"""
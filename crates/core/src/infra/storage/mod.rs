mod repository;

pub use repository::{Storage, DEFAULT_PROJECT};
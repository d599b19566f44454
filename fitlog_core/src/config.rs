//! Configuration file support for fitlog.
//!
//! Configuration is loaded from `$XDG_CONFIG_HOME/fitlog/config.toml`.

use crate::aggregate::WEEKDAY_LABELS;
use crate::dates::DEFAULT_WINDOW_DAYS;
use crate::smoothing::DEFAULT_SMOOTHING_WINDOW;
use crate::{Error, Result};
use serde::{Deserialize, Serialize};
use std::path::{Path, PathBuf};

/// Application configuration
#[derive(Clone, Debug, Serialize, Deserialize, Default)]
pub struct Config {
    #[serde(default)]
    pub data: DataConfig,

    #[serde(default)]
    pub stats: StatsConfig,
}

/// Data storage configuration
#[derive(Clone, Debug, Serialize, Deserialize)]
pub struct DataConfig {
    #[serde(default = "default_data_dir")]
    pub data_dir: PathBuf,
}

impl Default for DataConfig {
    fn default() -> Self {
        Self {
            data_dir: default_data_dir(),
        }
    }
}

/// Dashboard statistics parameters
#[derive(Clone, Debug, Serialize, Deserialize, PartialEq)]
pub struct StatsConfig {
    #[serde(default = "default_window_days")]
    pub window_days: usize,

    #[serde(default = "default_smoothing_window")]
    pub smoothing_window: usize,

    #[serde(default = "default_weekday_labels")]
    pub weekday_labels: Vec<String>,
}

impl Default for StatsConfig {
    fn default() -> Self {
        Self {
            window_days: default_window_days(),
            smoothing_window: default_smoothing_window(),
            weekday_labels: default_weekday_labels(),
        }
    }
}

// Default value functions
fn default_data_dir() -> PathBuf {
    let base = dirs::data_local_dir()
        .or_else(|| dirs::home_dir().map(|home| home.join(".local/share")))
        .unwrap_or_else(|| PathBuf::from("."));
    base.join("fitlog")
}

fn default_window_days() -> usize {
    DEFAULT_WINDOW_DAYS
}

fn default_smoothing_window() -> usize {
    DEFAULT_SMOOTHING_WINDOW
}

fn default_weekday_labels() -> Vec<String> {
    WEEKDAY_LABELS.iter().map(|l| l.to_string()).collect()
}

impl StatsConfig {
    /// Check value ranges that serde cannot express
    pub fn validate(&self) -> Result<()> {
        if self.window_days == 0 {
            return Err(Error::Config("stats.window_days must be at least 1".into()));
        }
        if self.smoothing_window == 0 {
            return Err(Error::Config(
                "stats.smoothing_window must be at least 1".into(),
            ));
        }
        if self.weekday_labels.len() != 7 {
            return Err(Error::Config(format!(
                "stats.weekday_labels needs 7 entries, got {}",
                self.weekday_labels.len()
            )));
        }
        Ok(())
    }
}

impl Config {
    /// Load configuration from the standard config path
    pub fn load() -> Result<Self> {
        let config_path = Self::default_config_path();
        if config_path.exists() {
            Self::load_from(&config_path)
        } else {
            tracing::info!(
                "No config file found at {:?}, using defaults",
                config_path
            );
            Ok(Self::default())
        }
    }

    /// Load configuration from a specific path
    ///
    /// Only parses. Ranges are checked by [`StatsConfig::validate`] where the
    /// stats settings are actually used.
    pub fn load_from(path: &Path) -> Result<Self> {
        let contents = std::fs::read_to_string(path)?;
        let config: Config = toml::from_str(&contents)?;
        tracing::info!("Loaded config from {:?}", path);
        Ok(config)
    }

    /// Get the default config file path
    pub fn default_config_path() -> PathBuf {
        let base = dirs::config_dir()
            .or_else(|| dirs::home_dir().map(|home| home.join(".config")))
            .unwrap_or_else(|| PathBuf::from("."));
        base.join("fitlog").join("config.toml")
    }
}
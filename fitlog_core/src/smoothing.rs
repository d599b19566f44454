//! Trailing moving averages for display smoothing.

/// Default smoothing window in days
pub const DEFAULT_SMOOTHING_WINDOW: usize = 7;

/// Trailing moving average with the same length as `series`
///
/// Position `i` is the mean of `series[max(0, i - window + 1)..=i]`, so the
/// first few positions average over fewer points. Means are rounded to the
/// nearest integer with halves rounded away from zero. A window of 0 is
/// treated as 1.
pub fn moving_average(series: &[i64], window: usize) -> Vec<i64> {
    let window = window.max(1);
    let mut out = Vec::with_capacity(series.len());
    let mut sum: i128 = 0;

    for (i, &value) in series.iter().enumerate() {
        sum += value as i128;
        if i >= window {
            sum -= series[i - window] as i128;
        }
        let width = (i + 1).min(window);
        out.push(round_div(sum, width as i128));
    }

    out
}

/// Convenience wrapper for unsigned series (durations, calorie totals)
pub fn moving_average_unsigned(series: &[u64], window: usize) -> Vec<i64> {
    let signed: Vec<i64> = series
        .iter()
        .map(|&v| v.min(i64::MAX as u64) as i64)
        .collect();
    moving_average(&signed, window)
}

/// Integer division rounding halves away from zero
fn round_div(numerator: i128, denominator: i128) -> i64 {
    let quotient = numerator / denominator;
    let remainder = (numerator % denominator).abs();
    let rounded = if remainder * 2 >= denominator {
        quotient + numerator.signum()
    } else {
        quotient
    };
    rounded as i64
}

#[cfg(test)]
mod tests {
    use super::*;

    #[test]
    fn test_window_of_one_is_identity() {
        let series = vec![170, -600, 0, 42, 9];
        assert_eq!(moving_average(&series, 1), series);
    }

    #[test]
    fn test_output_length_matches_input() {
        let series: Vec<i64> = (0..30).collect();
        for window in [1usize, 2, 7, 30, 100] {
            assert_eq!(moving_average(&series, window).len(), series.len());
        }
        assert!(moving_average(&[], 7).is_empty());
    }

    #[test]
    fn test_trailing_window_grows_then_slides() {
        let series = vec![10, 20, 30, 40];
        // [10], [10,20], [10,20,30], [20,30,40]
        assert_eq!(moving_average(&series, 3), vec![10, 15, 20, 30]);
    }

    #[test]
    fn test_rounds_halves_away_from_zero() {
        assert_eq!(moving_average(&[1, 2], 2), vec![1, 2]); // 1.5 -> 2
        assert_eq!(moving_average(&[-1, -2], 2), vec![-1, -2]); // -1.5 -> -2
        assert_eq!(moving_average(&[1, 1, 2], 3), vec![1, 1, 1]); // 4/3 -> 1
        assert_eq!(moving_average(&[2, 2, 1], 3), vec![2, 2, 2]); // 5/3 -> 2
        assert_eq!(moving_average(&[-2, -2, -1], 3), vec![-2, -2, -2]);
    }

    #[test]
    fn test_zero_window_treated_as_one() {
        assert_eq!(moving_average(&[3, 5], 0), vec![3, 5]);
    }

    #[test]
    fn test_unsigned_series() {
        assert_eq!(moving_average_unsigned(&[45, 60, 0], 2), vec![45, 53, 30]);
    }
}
"""
"""
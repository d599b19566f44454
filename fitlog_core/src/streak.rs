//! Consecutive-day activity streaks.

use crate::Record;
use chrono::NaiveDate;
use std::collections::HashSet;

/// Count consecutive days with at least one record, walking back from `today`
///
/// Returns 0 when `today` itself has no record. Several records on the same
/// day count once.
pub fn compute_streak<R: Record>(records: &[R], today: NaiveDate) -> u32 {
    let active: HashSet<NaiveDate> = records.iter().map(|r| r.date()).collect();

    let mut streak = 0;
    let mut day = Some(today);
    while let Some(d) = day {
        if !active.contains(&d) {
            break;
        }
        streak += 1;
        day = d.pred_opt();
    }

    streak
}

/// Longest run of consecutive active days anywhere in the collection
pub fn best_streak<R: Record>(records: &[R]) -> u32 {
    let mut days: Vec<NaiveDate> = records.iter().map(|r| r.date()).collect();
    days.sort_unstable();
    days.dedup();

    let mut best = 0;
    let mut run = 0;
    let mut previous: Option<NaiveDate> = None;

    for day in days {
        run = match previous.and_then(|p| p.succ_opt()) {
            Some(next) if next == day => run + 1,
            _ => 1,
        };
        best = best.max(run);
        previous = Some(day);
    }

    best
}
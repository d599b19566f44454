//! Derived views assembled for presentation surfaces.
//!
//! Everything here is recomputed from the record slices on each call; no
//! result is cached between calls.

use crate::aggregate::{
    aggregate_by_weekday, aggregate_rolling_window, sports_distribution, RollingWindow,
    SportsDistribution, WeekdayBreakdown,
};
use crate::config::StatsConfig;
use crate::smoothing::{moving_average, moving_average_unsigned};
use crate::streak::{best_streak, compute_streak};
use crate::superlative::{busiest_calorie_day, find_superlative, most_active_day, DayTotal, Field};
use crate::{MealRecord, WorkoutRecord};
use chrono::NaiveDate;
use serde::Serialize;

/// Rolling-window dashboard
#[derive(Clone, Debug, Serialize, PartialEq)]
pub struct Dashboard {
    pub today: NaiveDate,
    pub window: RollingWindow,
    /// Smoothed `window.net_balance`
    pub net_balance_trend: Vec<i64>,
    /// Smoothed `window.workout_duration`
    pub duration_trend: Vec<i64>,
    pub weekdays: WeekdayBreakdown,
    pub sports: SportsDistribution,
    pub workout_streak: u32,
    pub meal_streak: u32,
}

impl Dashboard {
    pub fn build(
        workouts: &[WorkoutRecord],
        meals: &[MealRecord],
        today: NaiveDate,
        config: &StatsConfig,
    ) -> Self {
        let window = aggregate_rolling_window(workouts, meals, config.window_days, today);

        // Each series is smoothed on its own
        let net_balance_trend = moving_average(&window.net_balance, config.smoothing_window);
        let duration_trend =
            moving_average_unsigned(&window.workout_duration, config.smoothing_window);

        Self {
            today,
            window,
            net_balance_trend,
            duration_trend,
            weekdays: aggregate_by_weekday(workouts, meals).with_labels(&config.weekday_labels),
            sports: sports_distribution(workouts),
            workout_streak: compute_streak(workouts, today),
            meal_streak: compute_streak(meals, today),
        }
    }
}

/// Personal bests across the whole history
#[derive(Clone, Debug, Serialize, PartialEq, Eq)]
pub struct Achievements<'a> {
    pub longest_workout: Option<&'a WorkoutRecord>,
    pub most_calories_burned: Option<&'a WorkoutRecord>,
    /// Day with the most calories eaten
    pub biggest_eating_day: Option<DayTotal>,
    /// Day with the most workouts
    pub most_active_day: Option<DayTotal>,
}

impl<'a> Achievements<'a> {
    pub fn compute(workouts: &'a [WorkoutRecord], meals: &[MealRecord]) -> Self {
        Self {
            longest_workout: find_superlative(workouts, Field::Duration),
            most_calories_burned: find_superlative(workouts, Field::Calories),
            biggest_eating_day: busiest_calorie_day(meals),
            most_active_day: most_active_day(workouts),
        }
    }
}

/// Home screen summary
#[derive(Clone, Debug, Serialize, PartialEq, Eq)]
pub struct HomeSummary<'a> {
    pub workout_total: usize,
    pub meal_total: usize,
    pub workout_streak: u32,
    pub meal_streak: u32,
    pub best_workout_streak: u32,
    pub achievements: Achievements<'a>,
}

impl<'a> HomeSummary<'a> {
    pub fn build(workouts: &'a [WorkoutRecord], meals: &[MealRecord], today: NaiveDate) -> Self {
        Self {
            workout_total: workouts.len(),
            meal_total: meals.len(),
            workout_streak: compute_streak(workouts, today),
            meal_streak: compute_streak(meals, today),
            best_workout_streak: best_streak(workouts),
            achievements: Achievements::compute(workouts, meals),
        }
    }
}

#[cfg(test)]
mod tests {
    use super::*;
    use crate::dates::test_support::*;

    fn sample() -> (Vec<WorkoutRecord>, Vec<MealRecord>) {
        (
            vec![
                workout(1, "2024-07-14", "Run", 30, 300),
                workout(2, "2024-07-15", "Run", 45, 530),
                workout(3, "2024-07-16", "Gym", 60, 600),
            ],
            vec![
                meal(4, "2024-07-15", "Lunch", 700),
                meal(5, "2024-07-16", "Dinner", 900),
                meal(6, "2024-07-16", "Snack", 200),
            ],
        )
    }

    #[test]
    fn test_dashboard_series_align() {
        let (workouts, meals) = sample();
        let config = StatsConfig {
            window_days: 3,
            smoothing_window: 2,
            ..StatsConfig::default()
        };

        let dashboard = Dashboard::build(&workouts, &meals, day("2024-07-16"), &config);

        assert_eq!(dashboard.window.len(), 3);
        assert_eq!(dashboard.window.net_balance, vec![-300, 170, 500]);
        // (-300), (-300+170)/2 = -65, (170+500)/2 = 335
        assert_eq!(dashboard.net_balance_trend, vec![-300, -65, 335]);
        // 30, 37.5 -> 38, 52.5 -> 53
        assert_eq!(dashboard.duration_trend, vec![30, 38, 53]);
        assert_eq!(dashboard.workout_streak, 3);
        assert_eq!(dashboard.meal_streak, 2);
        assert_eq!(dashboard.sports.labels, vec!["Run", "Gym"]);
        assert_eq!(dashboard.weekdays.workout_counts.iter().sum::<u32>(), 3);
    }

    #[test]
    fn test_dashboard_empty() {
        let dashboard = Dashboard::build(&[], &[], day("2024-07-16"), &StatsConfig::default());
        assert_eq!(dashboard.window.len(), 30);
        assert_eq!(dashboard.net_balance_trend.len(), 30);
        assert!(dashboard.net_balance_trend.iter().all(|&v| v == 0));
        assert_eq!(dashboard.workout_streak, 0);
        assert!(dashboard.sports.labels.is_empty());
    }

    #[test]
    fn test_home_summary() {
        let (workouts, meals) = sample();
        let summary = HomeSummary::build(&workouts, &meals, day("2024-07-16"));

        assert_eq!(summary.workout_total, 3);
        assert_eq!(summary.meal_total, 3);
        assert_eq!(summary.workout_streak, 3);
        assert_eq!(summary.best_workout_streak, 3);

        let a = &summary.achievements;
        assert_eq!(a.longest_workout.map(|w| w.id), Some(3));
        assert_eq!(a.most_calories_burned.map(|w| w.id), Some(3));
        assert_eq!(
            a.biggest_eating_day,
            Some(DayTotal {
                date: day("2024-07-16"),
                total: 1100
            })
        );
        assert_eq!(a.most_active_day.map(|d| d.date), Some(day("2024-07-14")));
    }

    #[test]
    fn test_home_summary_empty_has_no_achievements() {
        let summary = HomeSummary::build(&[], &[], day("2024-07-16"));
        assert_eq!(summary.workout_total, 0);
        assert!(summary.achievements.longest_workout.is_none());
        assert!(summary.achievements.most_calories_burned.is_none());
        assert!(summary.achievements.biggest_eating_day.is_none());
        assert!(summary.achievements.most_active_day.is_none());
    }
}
"""
"""
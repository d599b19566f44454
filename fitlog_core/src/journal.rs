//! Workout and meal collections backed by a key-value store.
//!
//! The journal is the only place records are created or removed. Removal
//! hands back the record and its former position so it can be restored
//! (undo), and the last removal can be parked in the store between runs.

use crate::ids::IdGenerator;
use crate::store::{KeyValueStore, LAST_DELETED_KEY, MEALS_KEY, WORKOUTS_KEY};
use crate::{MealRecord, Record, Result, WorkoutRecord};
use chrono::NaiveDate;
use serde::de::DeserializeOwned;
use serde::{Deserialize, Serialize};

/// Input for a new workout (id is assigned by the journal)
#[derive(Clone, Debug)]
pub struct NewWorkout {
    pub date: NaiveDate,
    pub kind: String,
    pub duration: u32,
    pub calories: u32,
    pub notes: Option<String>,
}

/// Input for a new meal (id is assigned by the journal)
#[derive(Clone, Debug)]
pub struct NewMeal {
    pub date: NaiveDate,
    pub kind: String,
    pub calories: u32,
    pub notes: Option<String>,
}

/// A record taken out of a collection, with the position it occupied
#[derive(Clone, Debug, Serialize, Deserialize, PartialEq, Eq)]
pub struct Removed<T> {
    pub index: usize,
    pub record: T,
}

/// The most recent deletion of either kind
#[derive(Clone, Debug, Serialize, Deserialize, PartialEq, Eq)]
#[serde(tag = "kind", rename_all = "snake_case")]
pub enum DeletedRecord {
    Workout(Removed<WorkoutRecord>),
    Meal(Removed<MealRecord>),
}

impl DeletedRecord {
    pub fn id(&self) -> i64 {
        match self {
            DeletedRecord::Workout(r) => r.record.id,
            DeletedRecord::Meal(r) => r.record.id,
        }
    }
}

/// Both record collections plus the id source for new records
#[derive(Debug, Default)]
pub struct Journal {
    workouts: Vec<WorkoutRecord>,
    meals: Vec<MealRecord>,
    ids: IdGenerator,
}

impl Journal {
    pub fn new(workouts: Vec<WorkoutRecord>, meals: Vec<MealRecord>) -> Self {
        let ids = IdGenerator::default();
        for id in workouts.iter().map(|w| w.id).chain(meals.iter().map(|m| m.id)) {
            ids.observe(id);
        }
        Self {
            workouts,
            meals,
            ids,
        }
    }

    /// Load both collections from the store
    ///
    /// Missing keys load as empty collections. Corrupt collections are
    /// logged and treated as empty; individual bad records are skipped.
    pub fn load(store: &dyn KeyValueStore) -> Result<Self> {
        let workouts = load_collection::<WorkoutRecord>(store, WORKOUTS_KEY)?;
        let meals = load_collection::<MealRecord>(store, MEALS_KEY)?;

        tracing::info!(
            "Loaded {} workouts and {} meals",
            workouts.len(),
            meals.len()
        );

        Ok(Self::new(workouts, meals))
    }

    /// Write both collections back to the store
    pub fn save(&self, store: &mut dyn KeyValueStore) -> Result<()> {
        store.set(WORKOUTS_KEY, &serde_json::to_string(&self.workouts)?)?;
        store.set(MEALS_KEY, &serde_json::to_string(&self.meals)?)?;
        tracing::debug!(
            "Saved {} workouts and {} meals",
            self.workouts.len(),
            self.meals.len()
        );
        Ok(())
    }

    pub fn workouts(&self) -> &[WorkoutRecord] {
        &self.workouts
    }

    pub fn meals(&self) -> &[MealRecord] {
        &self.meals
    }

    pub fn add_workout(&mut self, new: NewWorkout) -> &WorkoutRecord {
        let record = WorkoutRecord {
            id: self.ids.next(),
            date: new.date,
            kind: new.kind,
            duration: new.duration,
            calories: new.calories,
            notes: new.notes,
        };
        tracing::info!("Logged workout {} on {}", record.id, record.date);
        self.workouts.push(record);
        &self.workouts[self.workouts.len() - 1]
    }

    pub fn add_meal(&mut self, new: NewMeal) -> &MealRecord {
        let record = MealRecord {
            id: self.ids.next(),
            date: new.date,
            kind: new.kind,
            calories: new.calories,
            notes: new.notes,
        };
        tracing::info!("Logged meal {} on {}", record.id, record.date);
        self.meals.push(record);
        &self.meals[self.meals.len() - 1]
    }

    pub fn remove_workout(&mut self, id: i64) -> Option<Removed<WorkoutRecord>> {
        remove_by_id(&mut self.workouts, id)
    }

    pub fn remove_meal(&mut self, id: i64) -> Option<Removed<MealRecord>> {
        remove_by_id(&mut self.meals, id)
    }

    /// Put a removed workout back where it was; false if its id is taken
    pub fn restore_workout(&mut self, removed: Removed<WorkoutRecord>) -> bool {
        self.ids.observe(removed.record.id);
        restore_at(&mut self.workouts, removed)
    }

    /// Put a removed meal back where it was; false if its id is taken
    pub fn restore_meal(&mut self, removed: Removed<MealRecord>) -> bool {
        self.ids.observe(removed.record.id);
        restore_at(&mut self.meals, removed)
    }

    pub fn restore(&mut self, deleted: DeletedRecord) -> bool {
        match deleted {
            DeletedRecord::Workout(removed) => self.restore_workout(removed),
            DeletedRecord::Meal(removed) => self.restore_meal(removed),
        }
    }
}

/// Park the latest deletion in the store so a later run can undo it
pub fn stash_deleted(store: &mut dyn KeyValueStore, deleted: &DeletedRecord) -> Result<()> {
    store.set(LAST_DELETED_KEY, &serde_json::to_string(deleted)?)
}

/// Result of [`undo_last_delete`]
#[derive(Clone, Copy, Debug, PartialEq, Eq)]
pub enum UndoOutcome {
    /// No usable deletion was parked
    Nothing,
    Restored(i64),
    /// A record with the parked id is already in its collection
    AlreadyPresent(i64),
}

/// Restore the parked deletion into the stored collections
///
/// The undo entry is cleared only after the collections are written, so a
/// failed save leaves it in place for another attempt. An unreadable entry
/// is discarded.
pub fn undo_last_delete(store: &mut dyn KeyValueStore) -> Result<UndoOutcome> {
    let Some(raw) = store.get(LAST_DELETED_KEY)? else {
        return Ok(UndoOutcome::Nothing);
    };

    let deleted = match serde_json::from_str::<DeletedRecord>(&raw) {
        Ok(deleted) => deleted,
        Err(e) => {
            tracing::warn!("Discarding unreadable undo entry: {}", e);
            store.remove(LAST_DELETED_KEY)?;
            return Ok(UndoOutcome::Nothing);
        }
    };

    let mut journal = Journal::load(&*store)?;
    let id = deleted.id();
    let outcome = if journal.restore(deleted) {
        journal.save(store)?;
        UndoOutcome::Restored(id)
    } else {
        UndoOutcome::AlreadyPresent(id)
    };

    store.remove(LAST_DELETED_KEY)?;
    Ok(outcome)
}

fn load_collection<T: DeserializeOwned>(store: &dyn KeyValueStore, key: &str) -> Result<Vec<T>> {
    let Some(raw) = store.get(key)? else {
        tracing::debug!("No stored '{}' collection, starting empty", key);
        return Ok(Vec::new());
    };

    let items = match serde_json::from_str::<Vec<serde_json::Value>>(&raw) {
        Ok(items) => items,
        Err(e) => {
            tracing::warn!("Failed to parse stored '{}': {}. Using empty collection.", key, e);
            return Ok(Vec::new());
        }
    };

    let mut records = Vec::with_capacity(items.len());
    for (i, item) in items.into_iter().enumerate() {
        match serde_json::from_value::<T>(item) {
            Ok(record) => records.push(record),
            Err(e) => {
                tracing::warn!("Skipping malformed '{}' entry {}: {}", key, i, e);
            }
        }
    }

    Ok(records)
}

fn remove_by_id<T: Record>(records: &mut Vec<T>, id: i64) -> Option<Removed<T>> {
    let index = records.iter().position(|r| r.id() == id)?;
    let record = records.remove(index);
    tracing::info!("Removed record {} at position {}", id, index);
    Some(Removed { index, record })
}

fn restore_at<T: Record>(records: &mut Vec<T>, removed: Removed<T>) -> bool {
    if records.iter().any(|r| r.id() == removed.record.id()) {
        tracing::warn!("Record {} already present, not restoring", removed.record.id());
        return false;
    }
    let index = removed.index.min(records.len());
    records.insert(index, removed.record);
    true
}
"""
What is being asked = What you return must be an exact retyping of the lines above starting at the line with "streak += 1;" and ending at the line with "for day in days", and nothing besides.

Written reply =
        streak += 1;
        day = d.pred_opt();
    }

    streak
}

/// Longest run of consecutive active days anywhere in the collection
pub fn best_streak<R: Record>(records: &[R]) -> u32 {
    let mut days: Vec<NaiveDate> = records.iter().map(|r| r.date()).collect();
    days.sort_unstable();
    days.dedup();

    let mut best = 0;
    let mut run = 0;
    let mut previous: Option<NaiveDate> = None;

    for day in days {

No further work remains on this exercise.